I was doing some research around the internet and found this article.    I thought about whether this stuff happens at Calvary, I pray it doesn't, but since we are all sinners & fall short, I'm sure it happens sometimes.  Over and over in scripture gossip and inhospitality are listed with murder and sexual sin.  We often zoom in on the things that others do and forget that gossip is on the list.

Look at Romans 1: 29

29 They were filled with every kind of wickedness, evil, covetousness, malice.

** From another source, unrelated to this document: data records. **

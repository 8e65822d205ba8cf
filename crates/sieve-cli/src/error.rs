use sievepp::engine::error::EngineError;
use std::path::PathBuf;
use thiserror::Error;

pub type Result<T> = std::result::Result<T, CliError>;

#[derive(Debug, Error)]
pub enum CliError {
    #[error(transparent)]
    SieveCore(#[from] EngineError),

    #[error("Configuration error: {0}")]
    Config(String),

    #[error("Failed to parse file '{path}': {source}", path = path.display())]
    FileParsing {
        path: PathBuf,
        #[source]
        source: anyhow::Error,
    },

    #[error("I/O error: {0}")]
    Io(#[from] std::io::Error),

    #[error("Invalid argument: {0}")]
    Argument(String),

    #[error("All {attempted} protein run(s) failed; see the report for details")]
    Campaign { attempted: usize },
}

Full of envy, murder, strife, deceit, craftiness, they are gossips, 30 slanderers, God-haters,[f] insolent, haughty, boastful, inventors of evil, rebellious toward parents, 31 foolish, faithless, heartless, ruthless. 32 They know God’s decree, that those who practice such things deserve to die—yet they not only do them but even applaud others who practice them.

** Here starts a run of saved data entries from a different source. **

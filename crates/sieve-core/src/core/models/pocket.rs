use nalgebra::Point3;

/// A single entry of the per-residue pocket-likelihood stream.
///
/// One record per data line of the pocket-scoring tool's output, in input
/// order. Residue ids are not guaranteed sorted or contiguous; grouping them
/// into pockets is the extraction task's job, not the parser's.
#[derive(Debug, Clone, Copy, PartialEq)]
pub struct ResidueScore {
    /// Author-assigned residue sequence number from the scoring tool.
    pub residue_id: i64,
    /// Pocket-likelihood score for this residue.
    pub score: f64,
}

/// A candidate binding pocket: a maximal contiguous run of residues whose
/// pocket-likelihood scores exceed the extraction threshold.
///
/// Invariants maintained by the extraction task:
/// - every member residue scored strictly above the threshold,
/// - consecutive member ids differ by exactly 1 in input order,
/// - `residue_ids` is never empty (a single qualifying residue is a pocket).
///
/// The centroid is absent until the centroid task fills it from the receptor
/// structure; a pocket whose residue numbering found no structural match
/// carries the origin as centroid and is marked degraded.
#[derive(Debug, Clone, PartialEq)]
pub struct Pocket {
    /// 1-based id in assignment (extraction) order.
    pub id: usize,
    /// Member residue ids, a strictly contiguous ascending run.
    pub residue_ids: Vec<i64>,
    /// Mean reference-atom position, filled by the centroid task.
    pub centroid: Option<Point3<f64>>,
    /// True when the centroid defaulted to the origin because no structural
    /// entry matched the pocket's residue ids.
    pub degraded_centroid: bool,
}

impl Pocket {
    /// Creates a pocket from its assignment-order id and member residues.
    pub fn new(id: usize, residue_ids: Vec<i64>) -> Self {
        Self {
            id,
            residue_ids,
            centroid: None,
            degraded_centroid: false,
        }
    }

    /// Artifact label used in config/output/log filenames, e.g. `pocket3`.
    pub fn label(&self) -> String {
        format!("pocket{}", self.id)
    }

    /// Number of member residues.
    pub fn len(&self) -> usize {
        self.residue_ids.len()
    }

    /// True when the pocket has no members. Extraction never produces this,
    /// but the accessor keeps `len` honest for callers.
    pub fn is_empty(&self) -> bool {
        self.residue_ids.is_empty()
    }

    /// First and last member residue id, as `(start, end)`.
    pub fn span(&self) -> Option<(i64, i64)> {
        match (self.residue_ids.first(), self.residue_ids.last()) {
            (Some(&first), Some(&last)) => Some((first, last)),
            _ => None,
        }
    }
}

Did you see it?  Yep, gossip right in there with slander, murder and rebellious toward parents. 
We have to be careful, of what we say, and of what we think.  The mouth produces what starts in the brain.  We have to practice, to train our brains to think good thoughts, think well of each other, and focus on the good intentions each person has.  Enjoy each other, the eccentricities can be annoying or funny & delightful depending on our attitude.

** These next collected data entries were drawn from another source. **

#[cfg(test)]
mod tests {
    use super::*;
    use crate::engine::config::ScreenConfigBuilder;
    use crate::engine::report::FailureKind;
    use std::io::Write;

    /// Engine double that writes a plausible result log for every job,
    /// failing any ligand named in `fail`.
    struct FakeEngine {
        fail: Vec<&'static str>,
    }

    impl FakeEngine {
        fn reliable() -> Self {
            Self { fail: Vec::new() }
        }
    }

    impl DockingEngine for FakeEngine {
        fn dock(&self, job: &DockingJob) -> Result<(), FailureKind> {
            if self.fail.contains(&job.ligand.as_str()) {
                return Err(FailureKind::NonZeroExit { code: Some(1) });
            }
            let affinity = match job.ligand.as_str() {
                "druga" => -7.5,
                "drugb" => -6.2,
                _ => -5.0,
            };
            let mut file = File::create(&job.log_path)
                .map_err(|e| FailureKind::Spawn {
                    message: e.to_string(),
                })?;
            writeln!(file, "mode |   affinity | dist from best mode").unwrap();
            writeln!(file, "-----+------------+----------").unwrap();
            writeln!(file, "   1       {affinity}      0.000      0.000").unwrap();
            Ok(())
        }
    }

    /// Two scored residue runs for `wnv_e`: residues 1-2 form one pocket,
    /// residue 5 a second. The receptor carries CA atoms for residues 1 and
    /// 2 only, so the second pocket degrades to the origin.
    fn seed_workspace(root: &Path) {
        fs::create_dir_all(root.join("receptors")).unwrap();
        fs::create_dir_all(root.join("pocket_scores")).unwrap();
        fs::create_dir_all(root.join("ligands/wnv_e")).unwrap();
        fs::write(
            root.join("receptors/wnv_e.pdbqt"),
            "ATOM      1  N   MET A   1      10.000  10.000  10.000  1.00  0.00     0.000 N\n\
             ATOM      2  CA  MET A   1      11.000  12.000  13.000  1.00  0.00     0.180 C\n\
             ATOM      3  CA  GLY A   2      13.000  14.000  15.000  1.00  0.00     0.220 C\n",
        )
        .unwrap();
        fs::write(
            root.join("pocket_scores/wnv_e.txt"),
            "1 A 0.50\n2 A 0.45\n5 A 0.30\n",
        )
        .unwrap();
        fs::write(root.join("ligands/wnv_e/druga.pdbqt"), "REMARK ligand\n").unwrap();
        fs::write(root.join("ligands/wnv_e/drugb.pdbqt"), "REMARK ligand\n").unwrap();
    }

    fn config_for(root: &Path) -> ScreenConfig {
        ScreenConfig::with_workspace(root).unwrap()
    }

    #[test]
    fn full_run_produces_all_four_tables_and_a_report_section() {
        let dir = tempfile::tempdir().unwrap();
        seed_workspace(dir.path());
        let config = config_for(dir.path());

        let outcome = run(
            "wnv_e",
            &config,
            &FakeEngine::reliable(),
            None,
            &ProgressReporter::new(),
        )
        .unwrap();

        let summary = &outcome.summary;
        assert_eq!(summary.pockets, 2);
        assert_eq!(summary.degraded_centroids, 1);
        assert_eq!(summary.jobs_total, 4);
        assert_eq!(summary.jobs_failed, 0);
        assert_eq!(summary.logs_parsed, 4);
        assert_eq!(summary.scored_ligands, 2);
        assert_eq!(summary.ranked_rows, 2);

        let results = dir.path().join("results");
        for table in [
            "wnv_e_pockets.csv",
            "wnv_e_affinities.csv",
            "wnv_e_efficiency.csv",
            "wnv_e_ranked.csv",
        ] {
            assert!(results.join(table).is_file(), "missing {table}");
        }

        let report = fs::read_to_string(results.join("report.txt")).unwrap();
        assert!(report.contains("## wnv_e"));
        assert!(report.contains("[degraded-centroid] protein=wnv_e pocket=pocket2"));
    }

    #[test]
    fn affinity_table_keeps_every_job_while_efficiency_keeps_best_per_ligand() {
        let dir = tempfile::tempdir().unwrap();
        seed_workspace(dir.path());
        let config = config_for(dir.path());

        run(
            "wnv_e",
            &config,
            &FakeEngine::reliable(),
            None,
            &ProgressReporter::new(),
        )
        .unwrap();

        let results = dir.path().join("results");
        let affinities = fs::read_to_string(results.join("wnv_e_affinities.csv")).unwrap();
        assert_eq!(affinities.lines().count(), 5); // header + 2 ligands x 2 pockets

        let efficiency = fs::read_to_string(results.join("wnv_e_efficiency.csv")).unwrap();
        assert_eq!(efficiency.lines().count(), 3); // header + 1 row per ligand
        assert!(efficiency.contains("wnv_e,druga,-7.5,"));
        assert!(efficiency.contains("wnv_e,drugb,-6.2,"));
    }

    #[test]
    fn descriptor_table_feeds_efficiency_and_permeability_columns() {
        let dir = tempfile::tempdir().unwrap();
        seed_workspace(dir.path());
        let descriptors = dir.path().join("descriptors.csv");
        fs::write(
            &descriptors,
            "Molecule,#Heavy atoms,TPSA,Consensus Log P,WLOGP\nDrugA,20,80.0,2.0,2.5\n",
        )
        .unwrap();

        let config = ScreenConfigBuilder::new()
            .workspace_root(dir.path().to_path_buf())
            .descriptor_table(descriptors)
            .build()
            .unwrap();
        let table = load_descriptor_table(&config).unwrap();

        let outcome = run(
            "wnv_e",
            &config,
            &FakeEngine::reliable(),
            table.as_ref(),
            &ProgressReporter::new(),
        )
        .unwrap();

        // drugb has no descriptor row.
        assert_eq!(outcome.summary.descriptor_misses, 1);

        let efficiency =
            fs::read_to_string(dir.path().join("results/wnv_e_efficiency.csv")).unwrap();
        let druga_row = efficiency
            .lines()
            .find(|line| line.starts_with("wnv_e,druga"))
            .unwrap();
        // LE = 7.5 / 20; HIA and BBB both pass at TPSA 80 with WLOGP 2.5.
        assert!(druga_row.contains(",0.375,"));
        assert!(druga_row.ends_with(",true,true"));

        // druga carries an LLE, drugb does not, so druga ranks first.
        let ranked = fs::read_to_string(dir.path().join("results/wnv_e_ranked.csv")).unwrap();
        let mut lines = ranked.lines().skip(1);
        assert!(lines.next().unwrap().starts_with("1,wnv_e,druga"));
        assert!(lines.next().unwrap().starts_with("2,wnv_e,drugb"));
    }

    #[test]
    fn failed_jobs_are_reported_but_do_not_abort_the_run() {
        let dir = tempfile::tempdir().unwrap();
        seed_workspace(dir.path());
        let config = config_for(dir.path());

        let engine = FakeEngine {
            fail: vec!["drugb"],
        };
        let outcome = run("wnv_e", &config, &engine, None, &ProgressReporter::new()).unwrap();

        assert_eq!(outcome.summary.jobs_total, 4);
        assert_eq!(outcome.summary.jobs_failed, 2);
        assert_eq!(outcome.summary.logs_parsed, 2);
        assert_eq!(outcome.summary.scored_ligands, 1);

        let report = fs::read_to_string(dir.path().join("results/report.txt")).unwrap();
        assert!(report.contains("[job-failed] protein=wnv_e ligand=drugb pocket=pocket1"));
        assert!(report.contains("[job-failed] protein=wnv_e ligand=drugb pocket=pocket2"));
    }

    #[test]
    fn missing_score_stream_is_fatal() {
        let dir = tempfile::tempdir().unwrap();
        seed_workspace(dir.path());
        fs::remove_file(dir.path().join("pocket_scores/wnv_e.txt")).unwrap();
        let config = config_for(dir.path());

        let result = run(
            "wnv_e",
            &config,
            &FakeEngine::reliable(),
            None,
            &ProgressReporter::new(),
        );
        assert!(matches!(
            result,
            Err(EngineError::MissingScoreStream { .. })
        ));
    }

    #[test]
    fn empty_ligand_directory_is_fatal() {
        let dir = tempfile::tempdir().unwrap();
        seed_workspace(dir.path());
        fs::remove_file(dir.path().join("ligands/wnv_e/druga.pdbqt")).unwrap();
        fs::remove_file(dir.path().join("ligands/wnv_e/drugb.pdbqt")).unwrap();
        let config = config_for(dir.path());

        let result = run(
            "wnv_e",
            &config,
            &FakeEngine::reliable(),
            None,
            &ProgressReporter::new(),
        );
        assert!(matches!(result, Err(EngineError::EmptyLigandSet { .. })));
    }

    #[test]
    fn all_scores_at_or_below_threshold_is_fatal() {
        let dir = tempfile::tempdir().unwrap();
        seed_workspace(dir.path());
        fs::write(
            dir.path().join("pocket_scores/wnv_e.txt"),
            "1 A 0.10\n2 A 0.05\n",
        )
        .unwrap();
        let config = config_for(dir.path());

        let result = run(
            "wnv_e",
            &config,
            &FakeEngine::reliable(),
            None,
            &ProgressReporter::new(),
        );
        assert!(matches!(result, Err(EngineError::EmptyPocketList { .. })));
    }

    #[test]
    fn score_reuses_existing_logs_without_an_engine() {
        let dir = tempfile::tempdir().unwrap();
        let logs = dir.path().join("docking/wnv_e/logs");
        fs::create_dir_all(&logs).unwrap();
        fs::write(
            logs.join("wnv_e_druga_pocket1.log"),
            "mode |   affinity\n   1       -9.1      0.000\n",
        )
        .unwrap();
        let config = config_for(dir.path());

        let outcome = score("wnv_e", &config, None, &ProgressReporter::new()).unwrap();

        assert_eq!(outcome.summary.jobs_total, 0);
        assert_eq!(outcome.summary.pockets, 0);
        assert_eq!(outcome.summary.scored_ligands, 1);
        assert!(!dir.path().join("results/wnv_e_pockets.csv").exists());
        assert!(dir.path().join("results/wnv_e_efficiency.csv").is_file());
    }

    #[test]
    fn score_with_no_logs_is_fatal() {
        let dir = tempfile::tempdir().unwrap();
        fs::create_dir_all(dir.path().join("docking/wnv_e/logs")).unwrap();
        let config = config_for(dir.path());

        let result = score("wnv_e", &config, None, &ProgressReporter::new());
        assert!(matches!(result, Err(EngineError::EmptyResultSet { .. })));
    }

    #[test]
    fn rerunning_overwrites_tables_and_appends_to_the_report() {
        let dir = tempfile::tempdir().unwrap();
        seed_workspace(dir.path());
        let config = config_for(dir.path());
        let engine = FakeEngine::reliable();

        let tables = [
            "results/wnv_e_pockets.csv",
            "results/wnv_e_affinities.csv",
            "results/wnv_e_efficiency.csv",
            "results/wnv_e_ranked.csv",
        ];

        run("wnv_e", &config, &engine, None, &ProgressReporter::new()).unwrap();
        let first: Vec<Vec<u8>> = tables
            .iter()
            .map(|table| fs::read(dir.path().join(table)).unwrap())
            .collect();

        run("wnv_e", &config, &engine, None, &ProgressReporter::new()).unwrap();
        for (table, before) in tables.iter().zip(&first) {
            let after = fs::read(dir.path().join(table)).unwrap();
            assert_eq!(&after, before, "{table} changed between identical runs");
        }

        let report = fs::read_to_string(dir.path().join("results/report.txt")).unwrap();
        assert_eq!(report.matches("## wnv_e").count(), 2);
    }

    #[test]
    fn discover_proteins_lists_sorted_receptor_stems() {
        let dir = tempfile::tempdir().unwrap();
        let receptors = dir.path().join("receptors");
        fs::create_dir_all(&receptors).unwrap();
        fs::write(receptors.join("zika_ns5.pdbqt"), "ATOM\n").unwrap();
        fs::write(receptors.join("wnv_e.pdbqt"), "ATOM\n").unwrap();
        fs::write(receptors.join("notes.txt"), "not a receptor\n").unwrap();
        let config = config_for(dir.path());

        let proteins = discover_proteins(&config).unwrap();
        assert_eq!(proteins, vec!["wnv_e", "zika_ns5"]);
    }
}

Saturday, September 21, 2013

Pastor's Bookshelf: "My heart is an idiot"

I was driving to some meeting last fall, I remember that it was cold and a drive but I have no idea where I was heading or for what.  Anyways, I remember vividly listening to this guy describe his book and tell stories to the NPR interviewer and he was so funny I was laughing out loud, so much that my eyes were teary and I called my secretary to tell her to order the book for me from Amazon.  The book was "My Heart is an Idiot"  by Davy Rothbart.  The book is a memoir of Rothbart's incredible life of freely chasing after love and wild ideas.  Its amazing he hasn't been robbed or beaten up more.   He's a 20 something guy so the language is off color and he freely describes some raunchy situations -- This would NOT be a Calvary book club book!!!  But, if you can get past those parts, there are some lovely and heart touching stories as well.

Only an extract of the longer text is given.